ALBAWABA — Oil giant Saudi Aramco agreed to take a minority stake in a joint venture between China's Geely and France’s Renault that would develop and supply internal combustion engines and hybrid technologies, the three companies said on Thursday.
"Our planned collaboration with Geely and Renault would support the development of powertrains across the automotive industry and aligns with our broader efforts across our global operations," Mohammed Y. Al Qahtani, executive vice president of Downstream at Aramco, told Gulf Business.
In a joint statement, Geely and Renault said they would most likely retain equal equity stakes but did not disclose how much each would own and how much Aramco would invest.
Going against industry trends, the new joint venture is aimed at developing more-efficient gasoline engines and hybrid systems, whereas much of the industry is focused on the capital-intensive transition to purely electric vehicles.
"This partnership with Aramco will... give it a head start in the race towards ultra-low-emissions ICE powertrain technology," Luca de Meo, chief executive officer of Renault, said in a statement.
"Aramco’s entry brings to the table unique know-how that will help develop breakthrough innovations in the fields of synthetic fuels and hydrogen," De Meo added.
In November, Renault said it was teaming up with Geely to develop and produce engines, gearboxes and other components for hybrid, petrol and diesel vehicles.
The 50-50 partnership was announced as part of a sweeping overhaul at Renault as it tries to expand its electric vehicle business.
In January, media reports said that Aramco was involved in advanced discussions to take up to 20 percent stake in the Geely-Renault company.
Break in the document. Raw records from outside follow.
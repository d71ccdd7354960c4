// slnenv-rs: Solution Environment loader
//
// SPDX-FileCopyrightText: 2026 Romeo Ahmed
// SPDX-License-Identifier: GPL-3.0-or-later

//! Global CLI options available for all commands.
//!
//! # Option Precedence
//!
//! ```text
//! --ini FILE          ← Additional config files (can repeat)
//! --solution FILE     ← solution.path
//! --configuration CFG ← solution.configuration
//! --platform PLAT     ← solution.platform
//! --log-level N       ← Console verbosity (0-6)
//! --file-log-level N  ← File verbosity (falls back to --log-level)
//! --no-registry       ← registry.enabled = false
//!
//! Precedence: CLI flags > SLNENV_* > --ini > slnenv.toml > defaults
//! ```

use clap::Args;
use std::path::PathBuf;

use crate::config::loader::ConfigLoader;
use crate::error::Result;

/// Global options available for all commands.
#[derive(Debug, Clone, Default, Args)]
pub struct GlobalOptions {
    /// Path to additional TOML configuration file(s).
    /// Can be specified multiple times.
    #[arg(short = 'i', long = "ini", value_name = "FILE", action = clap::ArgAction::Append)]
    pub inis: Vec<PathBuf>,

    /// Solution file (.sln). Defaults to the only .sln in the current
    /// directory.
    #[arg(short = 's', long = "solution", value_name = "FILE")]
    pub solution: Option<PathBuf>,

    /// Active build configuration (default: Debug).
    #[arg(short = 'c', long = "configuration", value_name = "NAME")]
    pub configuration: Option<String>,

    /// Active build platform (default: derived from the solution file).
    #[arg(short = 'p', long = "platform", value_name = "NAME")]
    pub platform: Option<String>,

    /// Console log level (0=silent, 1=errors, 2=warnings, 3=info, 4=debug, 5=trace, 6=dump).
    #[arg(short = 'l', long = "log-level", value_name = "LEVEL", value_parser = clap::value_parser!(u8).range(0..=6)
    )]
    pub log_level: Option<u8>,

    /// File log level, overrides --log-level for the log file.
    #[arg(long = "file-log-level", value_name = "LEVEL", value_parser = clap::value_parser!(u8).range(0..=6)
    )]
    pub file_log_level: Option<u8>,

    /// Path to log file.
    #[arg(long = "log-file", value_name = "FILE")]
    pub log_file: Option<PathBuf>,

    /// Resolves every %(HKLM\...) and %(HKCU\...) token to an empty string.
    #[arg(long = "no-registry")]
    pub no_registry: bool,

    /// Disables loading slnenv.toml from the current directory, only uses --ini.
    #[arg(long = "no-default-inis")]
    pub no_default_inis: bool,
}

impl GlobalOptions {
    /// Converts command-line options to `(key, value)` configuration overrides.
    #[must_use]
    pub fn to_config_overrides(&self) -> Vec<(&'static str, config::Value)> {
        let mut overrides: Vec<(&'static str, config::Value)> = Vec::new();

        if let Some(level) = self.log_level {
            overrides.push(("global.output_log_level", i64::from(level).into()));
        }

        // file_log_level falls back to log_level if not specified
        if let Some(level) = self.file_log_level.or(self.log_level) {
            overrides.push(("global.file_log_level", i64::from(level).into()));
        }

        if let Some(ref path) = self.log_file {
            overrides.push(("global.log_file", path.display().to_string().into()));
        }

        if let Some(ref path) = self.solution {
            overrides.push(("solution.path", path.display().to_string().into()));
        }

        if let Some(ref configuration) = self.configuration {
            overrides.push(("solution.configuration", configuration.clone().into()));
        }

        if let Some(ref platform) = self.platform {
            overrides.push(("solution.platform", platform.clone().into()));
        }

        if self.no_registry {
            overrides.push(("registry.enabled", false.into()));
        }

        overrides
    }

    /// Config loader for these options: default file, `--ini` files,
    /// `SLNENV_*` variables and CLI overrides.
    ///
    /// # Errors
    ///
    /// Returns an error if an override cannot be applied.
    pub fn config_loader(&self) -> Result<ConfigLoader> {
        let mut loader = ConfigLoader::new();
        if !self.no_default_inis {
            loader = loader.add_toml_file_optional(crate::config::DEFAULT_FILE_NAME);
        }
        for ini_path in &self.inis {
            loader = loader.add_toml_file(ini_path);
        }
        loader = loader.with_env_prefix(crate::config::ENV_PREFIX);
        for (key, value) in self.to_config_overrides() {
            loader = loader.set(key, value)?;
        }
        Ok(loader)
    }
}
Now Aramco signed a letter of intent "to become a potential minority stakeholder" in the subsidiary, said the statement.
Aramco's investment will "contribute to key research and development across synthetic fuels solutions and next-gen hydrogen technologies", according to the statement.
The deal would make Aramco the first major oil producer to invest in the automobile business, as the rise of electric cars threatens to cut into the demand for conventional fuels.
In March last year, Aramco announced a partnership with Hyundai to study advanced fuels that could be used in hybrid engines to reduce CO2 emissions, in collaboration with the King Abdullah University of Science and Technology.
Building up its international partnerships, in early 2020, Geely announced a hybrid gasoline engine development deal with Mercedes-Benz, while also owning shares in the German automaker.
The new subsidiary will have 19,000 employees in Europe, China and South America, with 17 factories and five shared research and development centers.
The new independent entity would have an annual production capacity of more than 5 million internal combustion, hybrid and plug-in hybrid engines and transmissions per year, supplying more than 130 countries and regions, the companies said in their statement.